Welles himself stars as Mr. Clay, a rich businessman living in Macao. Old and isolated, he spends his nights compelling his assistant (Roger Coggio) to read to him from his account books. Bored of all the numbers, he begs his servant to tell him a story. In doing so, they discover they both have heard the same urban legend about a millionaire who paid a sailor to impregnate his young wife so that he'd have an heir worthy of inheriting his money. Only, Mr. Clay has always believed the tale to be true. Angry to have this reality removed from him, he vows to make the story actually happen. He will choose a sailor, and the assistant, Levinsky, will find the woman to play the part of his wife.

Levinsky's choice is Virginie Ducrot (Jeanne Moreau), the daughter of a business partner that Clay drove to suicide.
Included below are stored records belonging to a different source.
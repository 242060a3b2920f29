// Entry-opportunity scoring for the market scan
use super::divergence::detect_divergence;
use crate::error::EngineError;
use crate::indicators::{latest_defined, IndicatorCalculator, Macd, Rsi};
use shared::models::{Divergence, MarketData, ScanCandidate, Ticker24h};

pub const DIVERGENCE_POINTS: u8 = 50;
pub const MACD_POINTS: u8 = 30;
pub const OVERSOLD_POINTS: u8 = 20;
pub const OVERSOLD_RSI: f64 = 40.0;

/// Symbols quoted in `quote_asset`, highest 24h quote volume first, at most `size`.
///
/// The sort is stable so equal volumes keep exchange order.
pub fn select_universe(tickers: &[Ticker24h], quote_asset: &str, size: usize) -> Vec<String> {
    let mut quoted: Vec<&Ticker24h> = tickers
        .iter()
        .filter(|t| t.symbol.len() > quote_asset.len() && t.symbol.ends_with(quote_asset))
        .collect();
    quoted.sort_by(|a, b| b.quote_volume.total_cmp(&a.quote_volume));
    quoted.into_iter().take(size).map(|t| t.symbol.clone()).collect()
}

/// `BTCUSDT` -> `BTC`.
pub fn coin_of<'a>(symbol: &'a str, quote_asset: &str) -> &'a str {
    symbol.strip_suffix(quote_asset).unwrap_or(symbol)
}

pub fn score_candidate(coin: &str, market: &MarketData) -> Result<ScanCandidate, EngineError> {
    let closes = market.closes();
    let price = market
        .last_close()
        .ok_or_else(|| EngineError::InsufficientData(format!("no candles for {}", market.symbol)))?;

    let rsi_calc = Rsi::default();
    let rsi_series = rsi_calc.calculate(&closes);
    let rsi = latest_defined(rsi_calc.name(), &rsi_series)?.value;

    let macd = Macd::new();
    let lines = macd.lines(&closes);
    let line = latest_defined(macd.name(), &lines.line)?.value;
    let signal = latest_defined(&macd.signal_name(), &lines.signal)?.value;

    let mut score = 0;
    if detect_divergence(&closes, &rsi_series) == Some(Divergence::Bullish) {
        score += DIVERGENCE_POINTS;
    }
    if line > signal {
        score += MACD_POINTS;
    }
    if rsi < OVERSOLD_RSI {
        score += OVERSOLD_POINTS;
    }

    let support = market.candles.iter().map(|c| c.low).fold(f64::INFINITY, f64::min);
    let resistance = market.candles.iter().map(|c| c.high).fold(f64::NEG_INFINITY, f64::max);

    Ok(ScanCandidate {
        coin: coin.to_string(),
        symbol: market.symbol.clone(),
        price,
        rsi,
        macd: line,
        macd_signal: signal,
        support,
        resistance,
        score,
    })
}

/// Best `n` by score. Candidates must arrive in universe order; ties keep it.
pub fn rank_top(mut candidates: Vec<ScanCandidate>, n: usize) -> Vec<ScanCandidate> {
    candidates.sort_by(|a, b| b.score.cmp(&a.score));
    candidates.truncate(n);
    candidates
}
// Pivots, divergence, levels and scoring built on the indicator library
pub mod divergence;
pub mod levels;
pub mod pivots;
pub mod reversal;
pub mod scanner;
pub mod scorer;

pub use divergence::detect_divergence;
pub use levels::locate_levels;
pub use reversal::evaluate_reversal;
pub use scanner::{rank_top, score_candidate, select_universe};
pub use scorer::{evaluate_signal, IndicatorSnapshot};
Virginie has lived a modest life since, hating the man who now occupies the house where she grew up. Levinsky is surreptitiously offering Virginie a chance at revenge. By having a middle-aged woman pretend to be the wife, he will undermine Clay's "truth."


That is the long and short of The Immortal Story. The film's narrative consists almost entirely of one-on-one conversations between the various characters: Clay and Levinsky, Levinsky and Virginie, Clay and the vagabond sailor (Norman Eshley). Outside of a brief intro where a local merchant (Fernando Rey) gossips about Clay's role in destroying Virginie's family, The Immortal Story is essentially a quartet, with the script working over each character's motivation and their larger interpretation of events. It's all a bit stuffy, and not helped much by the lackluster filmmaking. The camera is mostly stationary, with very simple framing. Outside of a motif where the audience is placed on the outside of an event, peering through gates and curtains and the like, The Immortal Story shows a surprising lack of artistry. Welles was apparently unhappy about having to shoot the film in color, and you can feel his lack of enthusiasm in every scene.
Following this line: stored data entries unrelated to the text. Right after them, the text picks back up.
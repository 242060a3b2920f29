// Least-squares slope over a trailing window
use super::IndicatorCalculator;

pub struct Slope {
    name: String,
    window: usize,
}

impl Slope {
    pub fn new(window: usize) -> Self {
        Self {
            name: format!("Slope({})", window),
            window,
        }
    }
}

/// Slope of the ordinary least-squares line through `(0, y0), (1, y1), ...`.
fn least_squares_slope(values: &[f64]) -> f64 {
    let n = values.len() as f64;
    let mean_x = (n - 1.0) / 2.0;
    let mean_y = values.iter().sum::<f64>() / n;

    let (mut numerator, mut denominator) = (0.0, 0.0);
    for (i, y) in values.iter().enumerate() {
        let dx = i as f64 - mean_x;
        numerator += dx * (y - mean_y);
        denominator += dx * dx;
    }
    numerator / denominator
}

impl IndicatorCalculator for Slope {
    fn name(&self) -> &str {
        &self.name
    }

    fn calculate(&self, data: &[f64]) -> Vec<Option<f64>> {
        // A line needs two points.
        if self.window < 2 || data.len() < self.window {
            return vec![None; data.len()];
        }

        let mut results = vec![None; self.window - 1];
        for end in self.window..=data.len() {
            results.push(Some(least_squares_slope(&data[end - self.window..end])));
        }
        results
    }
}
He doesn't fare much better as an actor. He spends most of The Immortal Story sitting down, caked in old man makeup, croaking out his lines like a lethargic bullfrog. Coggio plays off of Welles' exaggeration by going in the opposite direction. He portrays Levinsky with a pronounced reserve.

That means it's up to Jeanne Moreau to carry this thing. It helps that her character has the most depth, as well. The actress is smart and compelling, entwining Virginie's insecurities about age with the bitterness she has for Clay. The only thing the old man manages to create in his endeavor is tenderness between the older woman and the virgin sailor. Moreau's whole being changes in their sequence together, as Virginie has found herself experiencing a real human connection, something she has lacked for a long time. Though, not even Moreau can do much with the embarrassing sex scene, screaming out "It's an earthquake! Did you feel that?" upon climax. Thankfully, this scene, shot in extreme close-ups, is mercifully brief.

I suppose I could say the same about The Immortal Story as a whole, but that would be a bit extreme. It's not terrible, it just comes across as half-baked, providing a momentary distraction for Orson Welles and proving to do the same for his fans.


1 comment:

Mr. O'Hara said...

Nonsense. It is perhaps Welles's most poetic film, deeply felt, very much in the spirit of Isak Dinesen. Note Welles's disregard of his old favorite 18mm lens, his adoption of intimate 100mm at crucial moments, and the unique way with color. The master is at his most masterly and self-assured in this sad, haunting tale.